- Genre: Newscast
- Presented by: César Filho; Amanda Klein (Saturday); Simone Queiroz (Saturday); Mauro Beting (sports news segment anchor); Galvão Bueno (sports news segment anchor); Nadine Bastos (sports news segment anchor); Luara Castilho (weather segment anchor);
- Narrated by: -
- Theme music composer: -
- Opening theme: Instrumental
- Ending theme: Instrumental
- Composer: -
- Country of origin: Brazil
- Original language: Portuguese

Production
- Executive producer: -
- Producer: -
- Production locations: Osasco, São Paulo
- Cinematography: -
- Camera setup: Multicamera
- Running time: 75 minutes
- Budget: -

Original release
- Network: SBT
- Release: 15 August 2005 – present

Related
- Primeiro Impacto Jornal da SBT TJ Brasil

= SBT Brasil =

SBT Brasil is the newscast of Sistema Brasileiro de Televisão, created on August 15, 2005, to fill a gap in its news operation.

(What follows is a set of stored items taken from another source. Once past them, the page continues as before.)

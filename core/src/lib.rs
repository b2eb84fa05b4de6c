//! D21 Core Library
//!
//! Core types, traits, and abstractions for the D21 voting engine.
//! This crate provides the foundation for all other D21 components.

pub mod types;
pub mod traits;
pub mod error;
pub mod config;

pub use types::*;
pub use traits::*;
pub use error::*;
pub use config::*;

It is its main news bulletin.

==History==
SBT lacked a prime time news bulletin since the cancellation of TJ Brasil, when Boris Casoy left the network and joined Record. This debilitated its news operation, with Jornal do SBT shown in the morning and late at night. In 2005, to counter the lack of a primetime bulletin, SBT hired Ana Paula Padrão, formerly of Jornal da Globo, to host the new bulletin, which was set to air at 10pm in an initial plan. The network released campaigns poking at Globo and creating puns with her surname saying "Globo no longer has standard" (Padrão, her surname, is "standard" in Portuguese, with the joke being a reference to Globo's quality standards). The program aired for the first time on August 15, 2005, in the wake of a trend where there was an increased number of non-Globo newscasts presented by "Globo school" presenters (who formerly worked at the network). Jornal da Band reacted by moving to the same timeslot as SBT Brasil (7:15pm).

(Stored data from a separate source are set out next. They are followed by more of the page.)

#[cfg(test)]
mod tests {
    use super::*;
    use axum::body::Body;
    use axum::http::{Method, Request};
    use d21_core::{ManualClock, NodeConfig, Timestamp};
    use d21_store::MemorySnapshotStore;
    use serde::de::DeserializeOwned;
    use std::time::Duration;
    use tower::ServiceExt;

    const ADMIN: &str = "adadadadadadadadadadadadadadadadadadadadadadadadadadadadadadadad";
    const VOTER: &str = "0101010101010101010101010101010101010101010101010101010101010101";

    fn test_state() -> (Arc<ManualClock>, ApiState) {
        let clock = Arc::new(ManualClock::new(Timestamp::from_secs(10_000)));
        let runtime = NodeRuntime::new(
            NodeConfig::default(),
            clock.clone(),
            Arc::new(MemorySnapshotStore::new()),
        );
        (clock, Arc::new(runtime))
    }

    async fn call<T: DeserializeOwned>(
        state: &ApiState,
        method: Method,
        uri: &str,
        body: Option<serde_json::Value>,
    ) -> (StatusCode, ApiResponse<T>) {
        let request = Request::builder()
            .method(method)
            .uri(uri)
            .header("content-type", "application/json");
        let request = match body {
            Some(json) => request.body(Body::from(json.to_string())).unwrap(),
            None => request.body(Body::empty()).unwrap(),
        };

        let response = create_router(state.clone()).oneshot(request).await.unwrap();
        let status = response.status();
        let bytes = axum::body::to_bytes(response.into_body(), usize::MAX)
            .await
            .unwrap();
        (status, serde_json::from_slice(&bytes).unwrap())
    }

    async fn create(state: &ApiState) -> String {
        let (status, resp): (_, ApiResponse<ElectionInfo>) = call(
            state,
            Method::POST,
            "/elections",
            Some(serde_json::json!({"administrator": ADMIN, "voting_duration_secs": 3600})),
        )
        .await;
        assert_eq!(status, StatusCode::CREATED);
        resp.data.unwrap().id
    }

    #[tokio::test]
    async fn test_full_voting_flow() {
        let (clock, state) = test_state();
        let id = create(&state).await;

        for name in ["Party A", "Party B", "Party C", "Party D"] {
            let (status, _): (_, ApiResponse<SubjectResponse>) = call(
                &state,
                Method::POST,
                &format!("/elections/{}/subjects", id),
                Some(serde_json::json!({ "name": name })),
            )
            .await;
            assert_eq!(status, StatusCode::CREATED);
        }

        let (status, _): (_, ApiResponse<VoterResponse>) = call(
            &state,
            Method::POST,
            &format!("/elections/{}/voters", id),
            Some(serde_json::json!({"caller": ADMIN, "voter": VOTER})),
        )
        .await;
        assert_eq!(status, StatusCode::CREATED);

        let votes = [(2, "positive"), (0, "positive"), (1, "negative"), (3, "negative")];
        let mut slots = Vec::new();
        for (subject, polarity) in votes {
            let (status, resp): (_, ApiResponse<VoteResponse>) = call(
                &state,
                Method::POST,
                &format!("/elections/{}/votes", id),
                Some(serde_json::json!({
                    "caller": VOTER, "subject_id": subject, "polarity": polarity
                })),
            )
            .await;
            slots.push((status, resp.data.map(|v| v.slot), resp.code));
        }
        assert_eq!(slots[0].1, Some(BallotSlot::FirstPositive));
        assert_eq!(slots[1].1, Some(BallotSlot::SecondPositive));
        assert_eq!(slots[2].1, Some(BallotSlot::Negative));
        assert_eq!(slots[3].0, StatusCode::CONFLICT);
        assert_eq!(slots[3].2.as_deref(), Some("vote_budget_exhausted"));

        let (_, voted): (_, ApiResponse<Vec<u32>>) = call(
            &state,
            Method::GET,
            &format!("/elections/{}/voters/{}/voted", id, VOTER),
            None,
        )
        .await;
        assert_eq!(voted.data.unwrap(), vec![2, 0, 1]);

        let (_, results): (_, ApiResponse<ResultsResponse>) =
            call(&state, Method::GET, &format!("/elections/{}/results", id), None).await;
        let results = results.data.unwrap();
        assert!(results.provisional);
        assert_eq!(results.results[0].name, "Party A");
        assert_eq!(results.results[1].name, "Party C");
        assert_eq!(results.results[2].name, "Party D");
        assert_eq!(results.results[3].name, "Party B");
        assert_eq!(results.results[3].score, -1);

        clock.advance(Duration::from_secs(3600));
        let (_, results): (_, ApiResponse<ResultsResponse>) =
            call(&state, Method::GET, &format!("/elections/{}/results", id), None).await;
        assert!(!results.data.unwrap().provisional);

        let (_, remaining): (_, ApiResponse<RemainingTimeResponse>) =
            call(&state, Method::GET, &format!("/elections/{}/remaining", id), None).await;
        assert_eq!(remaining.data.unwrap().remaining_secs, 0);
    }

    #[tokio::test]
    async fn test_non_admin_voter_registration_forbidden() {
        let (_, state) = test_state();
        let id = create(&state).await;

        let (status, resp): (_, ApiResponse<VoterResponse>) = call(
            &state,
            Method::POST,
            &format!("/elections/{}/voters", id),
            Some(serde_json::json!({"caller": VOTER, "voter": VOTER})),
        )
        .await;
        assert_eq!(status, StatusCode::FORBIDDEN);
        assert_eq!(resp.code.as_deref(), Some("unauthorized"));

        let (_, voter): (_, ApiResponse<VoterResponse>) = call(
            &state,
            Method::GET,
            &format!("/elections/{}/voters/{}", id, VOTER),
            None,
        )
        .await;
        assert!(!voter.data.unwrap().eligible);
    }

    #[tokio::test]
    async fn test_empty_subject_name_rejected() {
        let (_, state) = test_state();
        let id = create(&state).await;

        let (status, resp): (_, ApiResponse<SubjectResponse>) = call(
            &state,
            Method::POST,
            &format!("/elections/{}/subjects", id),
            Some(serde_json::json!({ "name": "" })),
        )
        .await;
        assert_eq!(status, StatusCode::BAD_REQUEST);
        assert!(!resp.success);
    }

    #[tokio::test]
    async fn test_unknown_election_and_subject() {
        let (_, state) = test_state();
        let (status, _): (_, ApiResponse<ElectionInfo>) = call(
            &state,
            Method::GET,
            &format!("/elections/{}", ElectionId::generate()),
            None,
        )
        .await;
        assert_eq!(status, StatusCode::NOT_FOUND);

        let (status, _): (_, ApiResponse<ElectionInfo>) =
            call(&state, Method::GET, "/elections/not-a-uuid", None).await;
        assert_eq!(status, StatusCode::BAD_REQUEST);

        let id = create(&state).await;
        let (status, resp): (_, ApiResponse<SubjectResponse>) = call(
            &state,
            Method::GET,
            &format!("/elections/{}/subjects/7", id),
            None,
        )
        .await;
        assert_eq!(status, StatusCode::NOT_FOUND);
        assert_eq!(resp.code.as_deref(), Some("unknown_subject"));
    }

    #[tokio::test]
    async fn test_status_counts_elections() {
        let (_, state) = test_state();
        create(&state).await;

        let (status, resp): (_, ApiResponse<NodeStatusResponse>) =
            call(&state, Method::GET, "/status", None).await;
        assert_eq!(status, StatusCode::OK);
        let data = resp.data.unwrap();
        assert_eq!(data.elections, 1);
        assert_eq!(data.open_elections, 1);
    }
}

In its early years, SBT Brasil had constant airtime fluctuations (from the initial 7:15pm slot; in 2007 it aired at 9:30pm), which would cause a decline in ratings. Dissatisfied with the results, facing an IBOPE average of only five points, she planned a series of changes, including in its reporting style, as well as a "golden dream" of her, moving to 9pm.

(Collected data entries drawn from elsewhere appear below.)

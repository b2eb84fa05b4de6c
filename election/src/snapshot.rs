//! Serializable election images

use crate::subject::Subject;
use crate::voter::VoterRecord;
use d21_core::{
    Address, D21Error, D21Result, ElectionConfig, ElectionId, StateVersion, Timestamp,
};
use serde::{Deserialize, Serialize};

/// Full state of one election at a given version
#[derive(Debug, Clone, PartialEq, Eq, Serialize, Deserialize)]
pub struct ElectionSnapshot {
    pub id: ElectionId,
    pub administrator: Address,
    pub created_at: Timestamp,
    pub deadline: Timestamp,
    pub config: ElectionConfig,
    /// In registration order
    pub subjects: Vec<Subject>,
    /// Sorted by address
    pub voters: Vec<(Address, VoterRecord)>,
    pub version: StateVersion,
}

impl ElectionSnapshot {
    pub fn to_bytes(&self) -> D21Result<Vec<u8>> {
        Ok(bincode::serialize(self)?)
    }

    pub fn from_bytes(bytes: &[u8]) -> D21Result<Self> {
        bincode::deserialize(bytes).map_err(|e| D21Error::DeserializationError(e.to_string()))
    }
}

On October 5, 2018, its format changed, ending the functions of its commentators, with the presenters in charge of the entire bulletin. This led to the firing of Kennedy Alencar, who was its political analyst.

On March 11, 2024, it was reformulated, taking a more informal structure, compared to its competitors, abandoning the table standard, which was in use since the beginning. César Filho became its new presenter, replacing Marcelo Torres, who became the network's international correspondent in Argentina, and Márcia Dantas, who became the weather presenter and editor-in-chief.